第十一幕 53 『食わせ者の戦い方』


ーーーー ケイトリン ーーーー



 単独でダンジョンを踏破して、ついにボス部屋に辿り着いた。

 途中の敵は、見つからないようにやり過ごしたり、それが難しければ撃破したり……まぁボチボチだ。





 そして、ボス部屋の扉を開けて、そこで遭遇したのは……




「あぁ、そう言うコンセプトなのね」


『そ。さぁ、どうする?『あんた』の事だから、色々考えを巡らせてるんでしょうけど。ここは避けては通れないよ?』



 目の前でウザいニヤニヤ笑いを貼り付けてるのは、『私』だ。

 いや〜、我ながらイラッとくるわ〜。


 ちょっと反省……




 とにかく、こいつをはり倒さないことには先に進めないらしい。


 『自分自身を乗り越えてみせろ!!』ってか。


 全く……私はどこぞの主人公じゃないんだよ。

 こういうのはカティア様とかテオフィルス様の領分でしょーに。







「あんたが『私』なら、カティア様と逸れてるこの状況が如何にマズイか分かるでしょう?」


『……リュシアン様にバレたら減給』


「そうよっ!!それがどんなに恐ろしいことか……分かるでしょう!?」


『うう……これ以上の減給は勘弁して』


「そうでしょうそうでしょう。と言う事で、一刻も早くカティア様と合流するために、通らせてもらうよ」


『……仕方ないね』



 そうして、先に進むために『私』の横を通り過ぎ……



『って、そんなわけ無いでしょーが!!』


 行く手を阻むように大剣クレイモアを薙ぎ払ってきた!!



 ちっ!

 惜しい!!



『いや、惜しくないから』



 まぁ、ノリツッコミは予想してたので難なく躱せたのだけど。



「あ〜も〜めんどくさい……仕方ない。本気で行くよ」



 まあ愚痴を言っても始まらない。


 私だってやる時はやるんだ。

 カティア様をして「なるべく戦いたくない」と言わしめた、食わせ者トリックスターの戦いってやつを見せてやるよ。



『最初からそうしなよ』


「うっさい!いくよっ!!」



 先ずは牽制でナイフを投擲する。

 数本を微妙にタイミングを変え、意表を突き、先んじて逃げ道を塞ぐように……だ。

(もちろん後で回収する!)


 だが、相手は『私』。

 全く動じずに、そんなことは百も承知とばかりに大剣を盾代わりにして中央突破してきた。
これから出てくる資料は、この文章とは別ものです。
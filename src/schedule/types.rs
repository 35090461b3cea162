use std::collections::HashMap;

use serde::{Deserialize, Serialize};

use crate::slot::Slot;

/// One student placed on one shift.
#[derive(Debug, Clone, Serialize, Deserialize)]
pub struct ShiftAssignment {
    pub student_id: u32,
    pub name: String,
}

/// The assignment table for one allocation run: every calendar slot maps to
/// the students placed on it, in assignment order.
#[derive(Debug, Clone, Default)]
pub struct WeekSchedule {
    pub assignments: HashMap<Slot, Vec<ShiftAssignment>>,
}

impl WeekSchedule {
    /// Assignees of one slot; empty for slots the table does not know.
    pub fn assignees(&self, slot: &Slot) -> &[ShiftAssignment] {
        self.assignments
            .get(slot)
            .map(|assigned| assigned.as_slice())
            .unwrap_or(&[])
    }

    /// Total shifts one student received across the whole week.
    pub fn load_of(&self, student_id: u32) -> usize {
        self.assignments
            .values()
            .flatten()
            .filter(|assignment| assignment.student_id == student_id)
            .count()
    }

    /// Total assignments across all slots.
    pub fn total_assignments(&self) -> usize {
        self.assignments.values().map(|assigned| assigned.len()).sum()
    }
}
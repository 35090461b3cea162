use std::fs::File;
use std::io::Write;

use chrono::{Duration, NaiveDate};

use crate::schedule::WeekSchedule;
use crate::slot::Slot;

/// Formats the assignee list of one slot: comma-joined names,
/// or a dash placeholder when nobody was placed.
pub fn format_slot_line(schedule: &WeekSchedule, slot: &Slot) -> String {
    let names: Vec<&str> = schedule
        .assignees(slot)
        .iter()
        .map(|assignment| assignment.name.as_str())
        .collect();
    if names.is_empty() {
        "---".to_string()
    } else {
        names.join(", ")
    }
}

/// Prints the weekly schedule: one section per day with its date,
/// one line per period.
pub fn print_week_schedule(schedule: &WeekSchedule, calendar: &[Slot], week_start: NaiveDate) {
    let mut current_day = None;
    for slot in calendar {
        if current_day != Some(slot.day) {
            let day_date = week_start + Duration::days(slot.day as i64);
            println!("\n{} ({})", slot.day_name(), day_date.format("%Y-%m-%d"));
            current_day = Some(slot.day);
        }
        println!("- {}: {}", slot.period_name(), format_slot_line(schedule, slot));
    }
}

/// Writes the weekly schedule to a file in the same day/period layout.
pub fn write_schedule_to_file(
    schedule: &WeekSchedule,
    calendar: &[Slot],
    week_start: NaiveDate,
    filename: &str,
) -> std::io::Result<()> {
    let mut file = File::create(filename)?;
    writeln!(file, "** Weekly Schedule **")?;

    let mut current_day = None;
    for slot in calendar {
        if current_day != Some(slot.day) {
            let day_date = week_start + Duration::days(slot.day as i64);
            writeln!(file, "\n{} ({})", slot.day_name(), day_date.format("%Y-%m-%d"))?;
            current_day = Some(slot.day);
        }
        writeln!(
            file,
            "- {}: {}",
            slot.period_name(),
            format_slot_line(schedule, slot)
        )?;
    }

    Ok(())
}
use std::path::{Path, PathBuf};

use csv::{Reader, WriterBuilder};
use serde::{Deserialize, Serialize};

use crate::error::{Result, RosterError};
use crate::slot::{decode_availability, encode_availability, Slot};
use crate::student::Student;

/// One row of the roster file. Availability is stored in its serialized
/// ";"-joined "day-period" token form.
#[derive(Debug, Serialize, Deserialize)]
struct StudentRecord {
    id: u32,
    name: String,
    availability: String,
}

/// CSV-backed student store.
///
/// Each operation opens the file, acts and closes it again; no handle is
/// held between calls, so two stores pointed at the same path see each
/// other's writes.
#[derive(Debug, Clone)]
pub struct RosterStore {
    path: PathBuf,
}

impl RosterStore {
    pub fn new<P: AsRef<Path>>(path: P) -> RosterStore {
        RosterStore {
            path: path.as_ref().to_path_buf(),
        }
    }

    pub fn path(&self) -> &Path {
        &self.path
    }

    /// Loads every registered student. A missing file is an empty roster.
    pub fn load(&self) -> Result<Vec<Student>> {
        if !self.path.exists() {
            return Ok(Vec::new());
        }

        let mut reader = Reader::from_path(&self.path)?;
        let mut students = Vec::new();
        for record in reader.deserialize() {
            let record: StudentRecord = record?;
            let availability = decode_availability(&record.availability)?;
            students.push(Student {
                id: record.id,
                name: record.name,
                availability,
            });
        }
        Ok(students)
    }

    /// Registers a new student, assigning the next free id.
    pub fn add(&self, name: &str, availability: Vec<Slot>) -> Result<Student> {
        let mut students = self.load()?;
        let id = students.iter().map(|s| s.id).max().unwrap_or(0) + 1;
        let student = Student {
            id,
            name: name.to_string(),
            availability,
        };
        students.push(student.clone());
        self.save_all(&students)?;
        Ok(student)
    }

    /// Replaces the name and availability of an existing student.
    pub fn update(&self, id: u32, name: &str, availability: Vec<Slot>) -> Result<Student> {
        let mut students = self.load()?;
        let updated = match students.iter_mut().find(|s| s.id == id) {
            Some(student) => {
                student.name = name.to_string();
                student.availability = availability;
                student.clone()
            }
            None => return Err(RosterError::StudentNotFound(id)),
        };
        self.save_all(&students)?;
        Ok(updated)
    }

    /// Removes a student by id.
    pub fn remove(&self, id: u32) -> Result<()> {
        let mut students = self.load()?;
        let before = students.len();
        students.retain(|s| s.id != id);
        if students.len() == before {
            return Err(RosterError::StudentNotFound(id));
        }
        self.save_all(&students)
    }

    fn save_all(&self, students: &[Student]) -> Result<()> {
        if let Some(parent) = self.path.parent() {
            if !parent.as_os_str().is_empty() {
                std::fs::create_dir_all(parent)?;
            }
        }

        let mut writer = WriterBuilder::new().from_path(&self.path)?;
        for student in students {
            writer.serialize(StudentRecord {
                id: student.id,
                name: student.name.clone(),
                availability: encode_availability(&student.availability),
            })?;
        }
        writer.flush()?;
        Ok(())
    }
}
//! Evaluator configuration.

use serde::{Deserialize, Serialize};
use std::num::NonZeroUsize;
use std::path::Path;
use thiserror::Error;

/// Errors loading an evaluator configuration
#[derive(Error, Debug)]
pub enum ConfigError {
    /// The file could not be read
    #[error("Failed to read config file: {0}")]
    ReadError(#[from] std::io::Error),

    /// The file is not valid YAML for the config
    #[error("Failed to parse YAML: {0}")]
    ParseError(#[from] serde_yaml::Error),

    /// A setting is out of range
    #[error("Invalid value for {field}: {reason}")]
    Invalid {
        /// Offending setting
        field: &'static str,
        /// Why it was rejected
        reason: String,
    },
}

/// Tuning knobs of an [`Evaluator`](crate::Evaluator)
#[derive(Debug, Clone, PartialEq, Eq, Serialize, Deserialize)]
pub struct EvaluatorConfig {
    /// Number of worker threads
    #[serde(default = "default_threads")]
    pub threads: usize,

    /// Cycles recorded per node when an evaluation stalls on a cycle
    #[serde(default = "default_max_cycles_reported")]
    pub max_cycles_reported: usize,
}

fn default_threads() -> usize {
    std::thread::available_parallelism()
        .map(NonZeroUsize::get)
        .unwrap_or(1)
}

fn default_max_cycles_reported() -> usize {
    20
}

impl Default for EvaluatorConfig {
    fn default() -> Self {
        EvaluatorConfig {
            threads: default_threads(),
            max_cycles_reported: default_max_cycles_reported(),
        }
    }
}

impl EvaluatorConfig {
    /// Parse and validate a YAML document
    pub fn from_yaml_str(yaml: &str) -> Result<Self, ConfigError> {
        let config: EvaluatorConfig = serde_yaml::from_str(yaml)?;
        config.validate()?;
        Ok(config)
    }

    /// Load configuration from a YAML file
    pub fn load<P: AsRef<Path>>(path: P) -> Result<Self, ConfigError> {
        let contents = std::fs::read_to_string(path.as_ref())?;
        Self::from_yaml_str(&contents)
    }

    /// Set the worker count
    pub fn with_threads(mut self, threads: usize) -> Self {
        self.threads = threads;
        self
    }

    /// Reject settings the evaluator cannot run with
    pub fn validate(&self) -> Result<(), ConfigError> {
        if self.threads == 0 {
            return Err(ConfigError::Invalid {
                field: "threads",
                reason: "at least one worker thread is required".to_string(),
            });
        }
        Ok(())
    }
}

#[cfg(test)]
mod tests {
    use super::*;
    use std::io::Write;

    #[test]
    fn test_defaults_for_missing_fields() {
        let config = EvaluatorConfig::from_yaml_str("threads: 3\n").unwrap();
        assert_eq!(config.threads, 3);
        assert_eq!(config.max_cycles_reported, 20);
    }

    #[test]
    fn test_zero_threads_rejected() {
        let err = EvaluatorConfig::from_yaml_str("threads: 0\n").unwrap_err();
        assert!(matches!(err, ConfigError::Invalid { field: "threads", .. }));
    }

    #[test]
    fn test_parse_error() {
        let err = EvaluatorConfig::from_yaml_str("threads: [").unwrap_err();
        assert!(matches!(err, ConfigError::ParseError(_)));
    }

    #[test]
    fn test_load_from_file() {
        let mut file = tempfile::NamedTempFile::new().unwrap();
        writeln!(file, "threads: 2\nmax_cycles_reported: 5").unwrap();

        let config = EvaluatorConfig::load(file.path()).unwrap();
        assert_eq!(
            config,
            EvaluatorConfig {
                threads: 2,
                max_cycles_reported: 5,
            }
        );
    }

    #[test]
    fn test_missing_file() {
        let dir = tempfile::tempdir().unwrap();
        let err = EvaluatorConfig::load(dir.path().join("absent.yml")).unwrap_err();
        assert!(matches!(err, ConfigError::ReadError(_)));
    }
}
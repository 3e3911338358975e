//! Grouped dependency lists
//!
//! Dependencies requested by a single environment call form one group. Groups
//! keep first-request order so that dirty nodes re-check them
//! deterministically, and a key belongs to at most one group.

use hashbrown::HashSet;
use trellis_types::Key;

/// Ordered groups of distinct keys
#[derive(Debug, Clone, Default, PartialEq, Eq)]
pub struct GroupedDeps {
    groups: Vec<Vec<Key>>,
    members: HashSet<Key>,
}

impl GroupedDeps {
    /// Create an empty set of groups
    pub fn new() -> Self {
        Self::default()
    }

    /// Build from groups, dropping keys already seen in an earlier group
    pub fn from_groups<I, G>(groups: I) -> Self
    where
        I: IntoIterator<Item = G>,
        G: IntoIterator<Item = Key>,
    {
        let mut deps = GroupedDeps::new();
        for group in groups {
            deps.push_group(group);
        }
        deps
    }

    /// Append a group, returning the keys that were not already present.
    ///
    /// Keys already present are dropped from the group; a group left empty
    /// is not recorded.
    pub fn push_group(&mut self, group: impl IntoIterator<Item = Key>) -> Vec<Key> {
        let mut added = Vec::new();
        for key in group {
            if self.members.insert(key.clone()) {
                added.push(key);
            }
        }
        if !added.is_empty() {
            self.groups.push(added.clone());
        }
        added
    }

    /// Append every group of `other`, returning the newly added keys
    pub fn append(&mut self, other: &GroupedDeps) -> Vec<Key> {
        let mut added = Vec::new();
        for group in &other.groups {
            added.extend(self.push_group(group.iter().cloned()));
        }
        added
    }

    /// True if `key` is in any group
    pub fn contains(&self, key: &Key) -> bool {
        self.members.contains(key)
    }

    /// Groups in request order
    pub fn groups(&self) -> &[Vec<Key>] {
        &self.groups
    }

    /// Number of groups
    pub fn num_groups(&self) -> usize {
        self.groups.len()
    }

    /// Number of keys across all groups
    pub fn len(&self) -> usize {
        self.members.len()
    }

    /// True if no dependency was recorded
    pub fn is_empty(&self) -> bool {
        self.members.is_empty()
    }

    /// Keys in group order
    pub fn iter(&self) -> impl Iterator<Item = &Key> {
        self.groups.iter().flatten()
    }

    /// Every key across all groups
    pub fn key_set(&self) -> &HashSet<Key> {
        &self.members
    }
}

#[cfg(test)]
mod tests {
    use super::*;

    fn key(arg: &str) -> Key {
        Key::new("node", arg)
    }

    #[test]
    fn test_push_group_dedups() {
        let mut deps = GroupedDeps::new();
        assert_eq!(deps.push_group([key("a"), key("b")]), vec![key("a"), key("b")]);
        assert_eq!(deps.push_group([key("b"), key("c")]), vec![key("c")]);
        assert!(deps.push_group([key("a")]).is_empty());

        assert_eq!(deps.num_groups(), 2);
        assert_eq!(deps.len(), 3);
        assert_eq!(
            deps.groups(),
            &[vec![key("a"), key("b")], vec![key("c")]]
        );
    }

    #[test]
    fn test_iter_preserves_order() {
        let deps = GroupedDeps::from_groups([vec![key("z")], vec![key("y"), key("x")]]);
        let order: Vec<_> = deps.iter().map(|k| k.argument().to_string()).collect();
        assert_eq!(order, vec!["z", "y", "x"]);
    }

    #[test]
    fn test_append() {
        let mut deps = GroupedDeps::from_groups([vec![key("a")]]);
        let other = GroupedDeps::from_groups([vec![key("a"), key("b")], vec![key("c")]]);

        assert_eq!(deps.append(&other), vec![key("b"), key("c")]);
        assert!(deps.contains(&key("c")));
        assert_eq!(deps.num_groups(), 3);
    }
}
 そしてその流れで、しなるような斬撃を繰り出してきた!!



 私は投擲で大剣は片手持ちになってるので、まともに打ち合うことは避け、軽くバックステップしてギリギリで回避。


 即座に踏み込んで一気に間合いを詰め、掌底を叩き込もうとするが、『私』は大剣の反動を利用して身体をさばき、これを回避。


 私はまだ残していた大剣を振るって追いすがるように斬撃を繰り出す!!



 ガィンッ!!!



 今度はまともに大剣同士が激突し、衝撃音とともに火花を散らす!!



 斬り結んだまま押し合いになるが、どちらともなく、バッ!と直ぐに間合いを離す。




 ちっ……やり難いね。



 相手の思考の裏を突くのが私の戦い方。

 だが、同じ思考の相手だと普通に噛み合ってしまう。

 フェイントがフェイントにならない。




 『私』を欺くには、どうすれば良い?


 それは普通の方法では不可能だ。

 私自身が思いもよらない事でなければ……


 考えろ。

 私にとって有り得ない行動は何か?




 そこまで考えた時、一つの策が思い浮かんだ。


 確かにそれならば、『私』の思考の裏を突けるかもしれない。

 普段の私なら絶対に取らない行動。


 だけど、この状況を打破するためなら……!




 腹は決まった。

 あとは『私』に悟られずに実行するだけ。

 





 そして再び私達は激突する。


 ナイフが飛び交い、剣戟の音が鳴り響き、思惑が交錯して一進一退の攻防が繰り広げられる。


 どれほどの間そうしただろうか。


 頭の中でシミュレートしていたのと同じ、起点となる攻撃がついにやって来る。


 ミドルレンジからの踏み込みと共に繰り出された袈裟斬りの一撃を私は回避しない・・・


 その一撃を左の肩口で受ける!



『なっ!?』



 致命傷にならないように敢えて一歩を踏み出して、威力が乗り切らない前に受けたとは言え、当然斬られたところからは血飛沫が舞う。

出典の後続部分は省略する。